» What is expected: From the entries below, return exactly the lines beginning at the one that contains "impl std::fmt::Display for" and ending at the one that contains "least one argument", both of them included, and only those lines.
= = = =
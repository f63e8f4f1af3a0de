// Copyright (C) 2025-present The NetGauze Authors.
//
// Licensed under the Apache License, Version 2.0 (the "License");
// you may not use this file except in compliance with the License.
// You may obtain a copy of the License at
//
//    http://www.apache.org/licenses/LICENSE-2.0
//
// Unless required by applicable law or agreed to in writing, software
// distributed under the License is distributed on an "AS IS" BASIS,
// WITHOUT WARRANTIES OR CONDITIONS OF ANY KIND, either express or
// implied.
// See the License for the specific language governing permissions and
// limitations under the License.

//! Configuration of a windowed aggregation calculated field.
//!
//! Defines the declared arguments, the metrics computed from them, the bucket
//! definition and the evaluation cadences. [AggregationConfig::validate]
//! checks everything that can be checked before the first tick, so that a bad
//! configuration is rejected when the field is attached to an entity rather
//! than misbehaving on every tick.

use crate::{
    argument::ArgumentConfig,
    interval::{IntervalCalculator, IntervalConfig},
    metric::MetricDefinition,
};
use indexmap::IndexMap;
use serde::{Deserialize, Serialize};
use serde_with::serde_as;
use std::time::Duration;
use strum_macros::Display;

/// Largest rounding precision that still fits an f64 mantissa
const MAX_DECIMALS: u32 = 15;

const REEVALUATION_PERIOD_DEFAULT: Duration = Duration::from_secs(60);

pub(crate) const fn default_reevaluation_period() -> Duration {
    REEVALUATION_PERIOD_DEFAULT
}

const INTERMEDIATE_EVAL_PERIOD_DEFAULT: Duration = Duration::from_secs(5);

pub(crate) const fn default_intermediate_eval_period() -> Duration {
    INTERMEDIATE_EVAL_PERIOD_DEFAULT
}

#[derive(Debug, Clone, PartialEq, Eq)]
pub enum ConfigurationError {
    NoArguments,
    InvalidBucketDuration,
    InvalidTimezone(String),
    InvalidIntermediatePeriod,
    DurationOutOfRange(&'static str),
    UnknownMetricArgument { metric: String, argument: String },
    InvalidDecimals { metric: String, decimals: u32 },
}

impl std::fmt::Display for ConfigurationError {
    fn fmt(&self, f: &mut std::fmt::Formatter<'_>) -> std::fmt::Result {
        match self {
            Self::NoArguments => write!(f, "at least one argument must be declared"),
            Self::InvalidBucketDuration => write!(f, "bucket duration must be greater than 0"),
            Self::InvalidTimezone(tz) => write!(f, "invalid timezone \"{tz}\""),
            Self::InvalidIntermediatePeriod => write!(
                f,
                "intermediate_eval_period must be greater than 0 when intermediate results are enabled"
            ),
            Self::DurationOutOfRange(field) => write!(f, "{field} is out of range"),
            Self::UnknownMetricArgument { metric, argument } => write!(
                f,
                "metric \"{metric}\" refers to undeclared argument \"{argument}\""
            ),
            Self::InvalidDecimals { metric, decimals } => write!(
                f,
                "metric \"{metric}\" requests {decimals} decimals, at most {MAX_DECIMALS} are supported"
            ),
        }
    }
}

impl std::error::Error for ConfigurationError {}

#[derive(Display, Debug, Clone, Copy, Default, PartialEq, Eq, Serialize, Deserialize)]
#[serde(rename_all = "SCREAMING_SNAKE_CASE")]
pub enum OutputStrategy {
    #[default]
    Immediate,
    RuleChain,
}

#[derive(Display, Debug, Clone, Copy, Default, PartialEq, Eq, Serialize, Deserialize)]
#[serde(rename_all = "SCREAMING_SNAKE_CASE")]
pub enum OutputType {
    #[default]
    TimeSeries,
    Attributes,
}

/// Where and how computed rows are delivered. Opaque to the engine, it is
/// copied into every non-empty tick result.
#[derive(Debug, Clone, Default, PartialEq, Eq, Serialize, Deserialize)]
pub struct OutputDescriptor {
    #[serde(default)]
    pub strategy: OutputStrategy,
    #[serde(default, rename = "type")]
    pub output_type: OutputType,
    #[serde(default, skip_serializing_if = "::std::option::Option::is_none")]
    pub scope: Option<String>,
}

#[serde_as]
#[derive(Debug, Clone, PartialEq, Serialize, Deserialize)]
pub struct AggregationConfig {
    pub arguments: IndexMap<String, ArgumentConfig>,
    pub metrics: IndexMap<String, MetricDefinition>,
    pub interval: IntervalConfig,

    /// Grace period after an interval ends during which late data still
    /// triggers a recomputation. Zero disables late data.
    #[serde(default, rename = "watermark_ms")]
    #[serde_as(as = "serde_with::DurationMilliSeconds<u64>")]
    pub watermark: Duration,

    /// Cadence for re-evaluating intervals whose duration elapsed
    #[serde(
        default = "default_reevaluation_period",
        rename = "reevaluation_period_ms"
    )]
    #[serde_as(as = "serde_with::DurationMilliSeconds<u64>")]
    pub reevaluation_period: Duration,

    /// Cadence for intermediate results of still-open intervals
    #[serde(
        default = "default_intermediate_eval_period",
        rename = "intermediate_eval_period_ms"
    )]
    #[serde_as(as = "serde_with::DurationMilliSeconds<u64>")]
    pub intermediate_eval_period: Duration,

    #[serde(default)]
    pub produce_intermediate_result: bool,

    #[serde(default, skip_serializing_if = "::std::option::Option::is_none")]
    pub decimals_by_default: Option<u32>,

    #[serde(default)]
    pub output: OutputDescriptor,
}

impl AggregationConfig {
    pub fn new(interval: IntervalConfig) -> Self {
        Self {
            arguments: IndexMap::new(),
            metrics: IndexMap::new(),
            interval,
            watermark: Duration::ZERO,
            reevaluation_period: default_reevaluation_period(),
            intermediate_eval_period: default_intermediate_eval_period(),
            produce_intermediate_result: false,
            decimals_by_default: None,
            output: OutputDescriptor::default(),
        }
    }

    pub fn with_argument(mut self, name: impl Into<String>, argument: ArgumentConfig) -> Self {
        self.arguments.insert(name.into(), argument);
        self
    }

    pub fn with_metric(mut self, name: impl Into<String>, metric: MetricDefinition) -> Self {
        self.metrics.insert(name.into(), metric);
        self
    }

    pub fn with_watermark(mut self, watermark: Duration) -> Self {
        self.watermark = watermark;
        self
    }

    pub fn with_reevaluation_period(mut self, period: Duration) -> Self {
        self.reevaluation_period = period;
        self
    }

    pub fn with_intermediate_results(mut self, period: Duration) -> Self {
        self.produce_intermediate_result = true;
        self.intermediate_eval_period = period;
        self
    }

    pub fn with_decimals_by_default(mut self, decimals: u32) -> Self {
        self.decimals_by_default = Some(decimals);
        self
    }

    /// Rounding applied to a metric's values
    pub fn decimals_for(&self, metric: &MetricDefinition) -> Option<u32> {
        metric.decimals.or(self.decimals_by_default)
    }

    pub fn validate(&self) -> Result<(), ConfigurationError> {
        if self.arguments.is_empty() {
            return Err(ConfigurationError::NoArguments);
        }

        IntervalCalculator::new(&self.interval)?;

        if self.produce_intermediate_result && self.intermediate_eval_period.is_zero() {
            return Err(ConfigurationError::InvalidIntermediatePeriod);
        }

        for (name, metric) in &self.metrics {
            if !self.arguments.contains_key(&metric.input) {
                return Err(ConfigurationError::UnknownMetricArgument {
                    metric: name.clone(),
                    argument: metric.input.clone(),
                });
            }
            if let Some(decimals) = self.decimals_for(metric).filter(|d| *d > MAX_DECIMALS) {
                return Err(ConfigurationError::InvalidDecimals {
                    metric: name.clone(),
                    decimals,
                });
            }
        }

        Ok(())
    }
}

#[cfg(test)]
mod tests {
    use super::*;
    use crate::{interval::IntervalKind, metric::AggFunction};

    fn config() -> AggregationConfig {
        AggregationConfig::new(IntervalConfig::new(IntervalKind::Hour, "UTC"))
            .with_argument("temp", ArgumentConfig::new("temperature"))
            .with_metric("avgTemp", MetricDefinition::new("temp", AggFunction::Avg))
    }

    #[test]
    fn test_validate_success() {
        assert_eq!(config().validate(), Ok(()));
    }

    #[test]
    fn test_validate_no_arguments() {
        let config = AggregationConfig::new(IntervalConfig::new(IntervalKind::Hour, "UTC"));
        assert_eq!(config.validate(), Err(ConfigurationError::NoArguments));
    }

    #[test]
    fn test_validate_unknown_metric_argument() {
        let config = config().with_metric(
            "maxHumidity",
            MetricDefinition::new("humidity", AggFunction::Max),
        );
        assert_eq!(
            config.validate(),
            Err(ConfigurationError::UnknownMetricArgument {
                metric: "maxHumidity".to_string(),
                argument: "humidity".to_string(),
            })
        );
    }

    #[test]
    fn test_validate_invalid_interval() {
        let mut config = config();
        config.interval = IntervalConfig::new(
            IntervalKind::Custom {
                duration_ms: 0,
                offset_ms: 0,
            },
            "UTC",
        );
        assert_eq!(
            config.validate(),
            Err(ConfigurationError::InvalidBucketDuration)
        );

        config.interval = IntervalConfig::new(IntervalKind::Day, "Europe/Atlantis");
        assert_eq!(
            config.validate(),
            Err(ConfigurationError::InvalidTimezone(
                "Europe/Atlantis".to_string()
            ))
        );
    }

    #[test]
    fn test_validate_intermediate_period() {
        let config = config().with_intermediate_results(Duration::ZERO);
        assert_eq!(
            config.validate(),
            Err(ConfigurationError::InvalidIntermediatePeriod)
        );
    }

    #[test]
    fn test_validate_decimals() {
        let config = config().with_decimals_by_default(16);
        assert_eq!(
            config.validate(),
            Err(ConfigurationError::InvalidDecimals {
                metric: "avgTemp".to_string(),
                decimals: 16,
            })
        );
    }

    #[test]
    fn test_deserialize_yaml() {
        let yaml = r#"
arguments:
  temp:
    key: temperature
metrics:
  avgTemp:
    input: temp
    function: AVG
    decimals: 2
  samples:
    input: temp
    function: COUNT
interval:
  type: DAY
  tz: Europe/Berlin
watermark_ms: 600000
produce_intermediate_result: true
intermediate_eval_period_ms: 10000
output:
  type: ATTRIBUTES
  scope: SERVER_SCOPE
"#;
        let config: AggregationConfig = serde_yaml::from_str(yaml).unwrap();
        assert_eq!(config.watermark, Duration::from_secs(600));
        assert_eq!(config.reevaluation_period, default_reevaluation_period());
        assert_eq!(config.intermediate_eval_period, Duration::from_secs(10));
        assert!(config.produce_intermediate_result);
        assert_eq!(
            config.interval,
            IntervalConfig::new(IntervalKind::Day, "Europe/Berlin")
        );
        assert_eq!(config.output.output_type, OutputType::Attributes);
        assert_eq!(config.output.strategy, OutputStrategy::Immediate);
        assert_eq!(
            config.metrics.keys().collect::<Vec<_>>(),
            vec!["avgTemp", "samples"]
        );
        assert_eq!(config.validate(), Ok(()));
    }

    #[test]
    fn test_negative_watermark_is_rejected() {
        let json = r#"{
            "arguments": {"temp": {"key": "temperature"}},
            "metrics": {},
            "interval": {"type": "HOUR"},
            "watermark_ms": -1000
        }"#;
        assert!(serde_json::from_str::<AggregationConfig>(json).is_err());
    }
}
= = = =
» Your response:
impl std::fmt::Display for ConfigurationError {
    fn fmt(&self, f: &mut std::fmt::Formatter<'_>) -> std::fmt::Result {
        match self {
            Self::NoArguments => write!(f, "at least one argument must be declared"),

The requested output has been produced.